* [Task to carry out]:
Sort through the listing below and keep each line with the word "Conversion". Copy those.

BEGIN

//! Application configuration loaded from environment variables.

use std::env;
use std::time::Duration;

use blog_infra::JwtConfig;
use blog_infra::database::DatabaseConfig;

#[cfg(feature = "geocoding")]
use blog_infra::GeocodingConfig;
#[cfg(feature = "redis")]
use blog_infra::RedisConfig;

/// Application configuration.
#[derive(Debug, Clone)]
pub struct AppConfig {
    pub host: String,
    pub port: u16,
    /// `None` runs the server on in-memory storage.
    pub database: Option<DatabaseConfig>,
    pub jwt: JwtConfig,
    #[cfg(feature = "geocoding")]
    pub geocoding: Option<GeocodingConfig>,
    #[cfg(feature = "redis")]
    pub redis: Option<RedisConfig>,
}

impl AppConfig {
    /// Load configuration from environment variables.
    pub fn from_env() -> Self {
        let database = env::var("DATABASE_URL").ok().map(|url| DatabaseConfig {
            url,
            max_connections: parse_var("DB_MAX_CONNECTIONS").unwrap_or(20),
            min_connections: parse_var("DB_MIN_CONNECTIONS").unwrap_or(2),
            connect_timeout: Duration::from_secs(parse_var("DB_CONNECT_TIMEOUT_SECS").unwrap_or(8)),
        });

        Self {
            host: env::var("HOST").unwrap_or_else(|_| "127.0.0.1".to_string()),
            port: parse_var("PORT").unwrap_or(8080),
            database,
            jwt: JwtConfig::from_env(),
            #[cfg(feature = "geocoding")]
            geocoding: GeocodingConfig::from_env(),
            #[cfg(feature = "redis")]
            redis: RedisConfig::from_env(),
        }
    }
}

fn parse_var<T: std::str::FromStr>(key: &str) -> Option<T> {
    env::var(key).ok().and_then(|s| s.parse().ok())
}
//! Authorization policy for mutating operations.
//!
//! Each check is a plain function of `(actor, resource, action)`. Handlers load
//! the resource first, evaluate the policy, and only then mutate.

use uuid::Uuid;

use crate::domain::{Author, Post};
use crate::error::DomainError;

/// The authenticated party performing a request.
#[derive(Debug, Clone, PartialEq, Eq)]
pub struct Actor {
    pub user_id: Uuid,
    pub is_staff: bool,
    /// The author profile linked to the user, if one still exists.
    pub author_id: Option<Uuid>,
}

/// Mutating action being authorized.
#[derive(Debug, Clone, Copy, PartialEq, Eq)]
pub enum Action {
    Update,
    Delete,
}

impl Action {
    fn verb(self) -> &'static str {
        match self {
            Action::Update => "edit",
            Action::Delete => "delete",
        }
    }
}

/// Outcome of a policy check.
#[derive(Debug, Clone, PartialEq, Eq)]
pub enum Access {
    Allow,
    /// Denied, with a message suitable for the client.
    Deny(String),
}

impl Access {
    pub fn is_allowed(&self) -> bool {
        matches!(self, Access::Allow)
    }

    pub fn into_result(self) -> Result<(), DomainError> {
        match self {
            Access::Allow => Ok(()),
            Access::Deny(message) => Err(DomainError::Forbidden(message)),
        }
    }
}

/// Author profiles may be changed by their owning user or by staff.
pub fn author_access(actor: &Actor, author: &Author, action: Action) -> Access {
    if author.user_id == actor.user_id || actor.is_staff {
        Access::Allow
    } else {
        Access::Deny(format!("You cannot {} this author profile.", action.verb()))
    }
}

/// Posts may be changed only by their owning author. Staff get no override here.
pub fn post_access(actor: &Actor, post: &Post, owner: &Author, action: Action) -> Access {
    if actor.author_id == Some(post.author_id) {
        Access::Allow
    } else {
        Access::Deny(format!(
            "You cannot {} this post. This is {}'s post.",
            action.verb(),
            owner.name
        ))
    }
}
//! Authentication extractor.

use actix_web::{FromRequest, HttpRequest, dev::Payload, http::header};
use std::future::{Ready, ready};
use std::sync::Arc;

use blog_core::domain::ROLE_STAFF;
use blog_core::error::RepoError;
use blog_core::policy::Actor;
use blog_core::ports::{AuthError, AuthorRepository, TokenClaims, TokenKind, TokenService};

/// Authenticated user identity extractor.
///
/// Only access tokens are accepted; a refresh token in the
/// `Authorization` header is rejected.
/// ```ignore
/// async fn protected_route(identity: Identity) -> impl Responder {
///     format!("Hello, user {}!", identity.user_id)
/// }
/// ```
#[derive(Debug, Clone)]
pub struct Identity {
    pub user_id: uuid::Uuid,
    pub roles: Vec<String>,
}

impl Identity {
    /// Check if the user has a specific role.
    pub fn has_role(&self, role: &str) -> bool {
        self.roles.iter().any(|r| r == role)
    }

    pub fn is_staff(&self) -> bool {
        self.has_role(ROLE_STAFF)
    }

    /// Resolve the policy actor, looking up the author profile linked to this user.
    pub async fn actor(&self, authors: &dyn AuthorRepository) -> Result<Actor, RepoError> {
        let author = authors.find_by_user_id(self.user_id).await?;
        Ok(Actor {
            user_id: self.user_id,
            is_staff: self.is_staff(),
            author_id: author.map(|a| a.id),
        })
    }
}

impl From<TokenClaims> for Identity {
    fn from(claims: TokenClaims) -> Self {
        Self {
            user_id: claims.user_id,
            roles: claims.roles,
        }
    }
}

/// Error type for authentication failures.
#[derive(Debug)]
pub enum AuthenticationError {
    Rejected(AuthError),
    /// The token service was not registered as app data.
    Misconfigured,
}

impl std::fmt::Display for AuthenticationError {
    fn fmt(&self, f: &mut std::fmt::Formatter<'_>) -> std::fmt::Result {
        match self {
            AuthenticationError::Rejected(e) => write!(f, "{}", e),
            AuthenticationError::Misconfigured => write!(f, "token service not configured"),
        }
    }
}

impl actix_web::ResponseError for AuthenticationError {
    fn status_code(&self) -> actix_web::http::StatusCode {
        match self {
            AuthenticationError::Rejected(_) => actix_web::http::StatusCode::UNAUTHORIZED,
            AuthenticationError::Misconfigured => {
                actix_web::http::StatusCode::INTERNAL_SERVER_ERROR
            }
        }
    }

    fn error_response(&self) -> actix_web::HttpResponse {
        use blog_shared::ErrorResponse;

        let error = match self {
            AuthenticationError::Rejected(AuthError::MissingAuth) => {
                ErrorResponse::unauthorized("Authentication credentials were not provided.")
            }
            AuthenticationError::Rejected(other) => {
                tracing::debug!(error = %other, "Rejected bearer token");
                ErrorResponse::unauthorized("Given token not valid for any token type")
            }
            AuthenticationError::Misconfigured => ErrorResponse::internal_error(),
        };

        actix_web::HttpResponse::build(self.status_code()).json(error)
    }
}

impl FromRequest for Identity {
    type Error = AuthenticationError;
    type Future = Ready<Result<Self, Self::Error>>;

    fn from_request(req: &HttpRequest, _payload: &mut Payload) -> Self::Future {
        let token_service = match req.app_data::<actix_web::web::Data<Arc<dyn TokenService>>>() {
            Some(service) => service,
            None => {
                tracing::error!("TokenService not found in app data");
                return ready(Err(AuthenticationError::Misconfigured));
            }
        };

        let auth_header = match req.headers().get(header::AUTHORIZATION) {
            Some(value) => value,
            None => return ready(Err(AuthenticationError::Rejected(AuthError::MissingAuth))),
        };

        let auth_str = match auth_header.to_str() {
            Ok(s) => s,
            Err(_) => {
                return ready(Err(AuthenticationError::Rejected(AuthError::InvalidToken(
                    "Invalid authorization header".to_string(),
                ))));
            }
        };

        // Parse "Bearer <token>"
        let token = match auth_str.strip_prefix("Bearer ") {
            Some(t) => t.trim(),
            None => {
                return ready(Err(AuthenticationError::Rejected(AuthError::InvalidToken(
                    "Expected Bearer token".to_string(),
                ))));
            }
        };

        match token_service.validate_token(token, TokenKind::Access) {
            Ok(claims) => ready(Ok(Identity::from(claims))),
            Err(e) => ready(Err(AuthenticationError::Rejected(e))),
        }
    }
}
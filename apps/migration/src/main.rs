//! Migration CLI for the blog schema (`up`, `down`, `status`, `fresh`, ...).
//!
//! Reads `DATABASE_URL` from the environment or a `.env` file.

use sea_orm_migration::prelude::*;
use tracing_subscriber::EnvFilter;

#[tokio::main]
async fn main() {
    dotenvy::dotenv().ok();

    tracing_subscriber::fmt()
        .with_env_filter(
            EnvFilter::try_from_default_env().unwrap_or_else(|_| EnvFilter::new("info")),
        )
        .init();

    tracing::info!("Running blog schema migrations");
    cli::run_cli(migration::Migrator).await;
}
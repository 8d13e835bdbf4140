//! User entity for SeaORM.

use sea_orm::Set;
use sea_orm::entity::prelude::*;

#[derive(Clone, Debug, PartialEq, Eq, DeriveEntityModel)]
#[sea_orm(table_name = "users")]
pub struct Model {
    #[sea_orm(primary_key, auto_increment = false)]
    pub id: Uuid,
    #[sea_orm(unique)]
    pub email: String,
    pub password_hash: String,
    pub is_staff: bool,
    pub created_at: DateTimeWithTimeZone,
    pub updated_at: DateTimeWithTimeZone,
}

#[derive(Copy, Clone, Debug, EnumIter, DeriveRelation)]
pub enum Relation {
    #[sea_orm(has_one = "super::author::Entity")]
    Author,
}

impl Related<super::author::Entity> for Entity {
    fn to() -> RelationDef {
        Relation::Author.def()
    }
}

impl ActiveModelBehavior for ActiveModel {}

/// Conversion from SeaORM Model to Domain User.
impl From<Model> for blog_core::domain::User {
    fn from(model: Model) -> Self {
        Self {
            id: model.id,
            email: model.email,
            password_hash: model.password_hash,
            is_staff: model.is_staff,
            created_at: model.created_at.into(),
            updated_at: model.updated_at.into(),
        }
    }
}

/// Conversion from Domain User to SeaORM ActiveModel.
impl From<blog_core::domain::User> for ActiveModel {
    fn from(user: blog_core::domain::User) -> Self {
        Self {
            id: Set(user.id),
            email: Set(user.email),
            password_hash: Set(user.password_hash),
            is_staff: Set(user.is_staff),
            created_at: Set(user.created_at.into()),
            updated_at: Set(user.updated_at.into()),
        }
    }
}
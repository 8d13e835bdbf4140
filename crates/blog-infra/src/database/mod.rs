//! Persistence: SeaORM repositories and the in-memory fallback.

mod connections;
mod memory;

#[cfg(feature = "postgres")]
mod postgres_base;
#[cfg(feature = "postgres")]
pub mod postgres_repo;

#[cfg(feature = "postgres")]
pub mod entity;

pub use connections::DatabaseConfig;
pub use memory::{
    InMemoryAuthorRepository, InMemoryPostRepository, InMemoryStore, InMemoryUserRepository,
};

#[cfg(feature = "postgres")]
pub use connections::connect;
#[cfg(feature = "postgres")]
pub use postgres_repo::{PostgresAuthorRepository, PostgresPostRepository, PostgresUserRepository};

#[cfg(feature = "postgres")]
#[cfg(test)]
mod tests;

/// Mask an email for logging to avoid PII in logs.
pub(crate) fn mask_email(email: &str) -> String {
    match email.split_once('@') {
        Some((local, domain)) => {
            let masked_local = match local.chars().next() {
                Some(first) if local.chars().count() > 1 => format!("{first}***"),
                _ => "***".to_string(),
            };
            format!("{masked_local}@{domain}")
        }
        None => "***".to_string(),
    }
}
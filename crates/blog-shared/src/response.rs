//! Standardized API response bodies.

use serde::{Deserialize, Serialize};

/// Error body returned for every failed request.
#[derive(Debug, Clone, Serialize, Deserialize)]
pub struct ErrorResponse {
    /// The HTTP status code.
    pub status: u16,

    /// A human-readable explanation, safe to show to end users.
    pub error: String,
}

impl ErrorResponse {
    pub fn new(status: u16, error: impl Into<String>) -> Self {
        Self {
            status,
            error: error.into(),
        }
    }

    // Common error constructors
    pub fn bad_request(error: impl Into<String>) -> Self {
        Self::new(400, error)
    }

    pub fn unauthorized(error: impl Into<String>) -> Self {
        Self::new(401, error)
    }

    pub fn forbidden(error: impl Into<String>) -> Self {
        Self::new(403, error)
    }

    pub fn not_found(error: impl Into<String>) -> Self {
        Self::new(404, error)
    }

    pub fn internal_error() -> Self {
        Self::new(500, "Internal Server Error")
    }
}

/// Plain acknowledgement body.
#[derive(Debug, Clone, Serialize, Deserialize)]
pub struct MessageResponse {
    pub message: String,
}

impl MessageResponse {
    pub fn new(message: impl Into<String>) -> Self {
        Self {
            message: message.into(),
        }
    }
}
//! Geocoding client for the places autocomplete API.

mod ola;

pub use ola::{GeocodingConfig, OlaMapsGeocoder};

END

* [Output for this exercise]:
/// Conversion from SeaORM Model to Domain User.
/// Conversion from Domain User to SeaORM ActiveModel.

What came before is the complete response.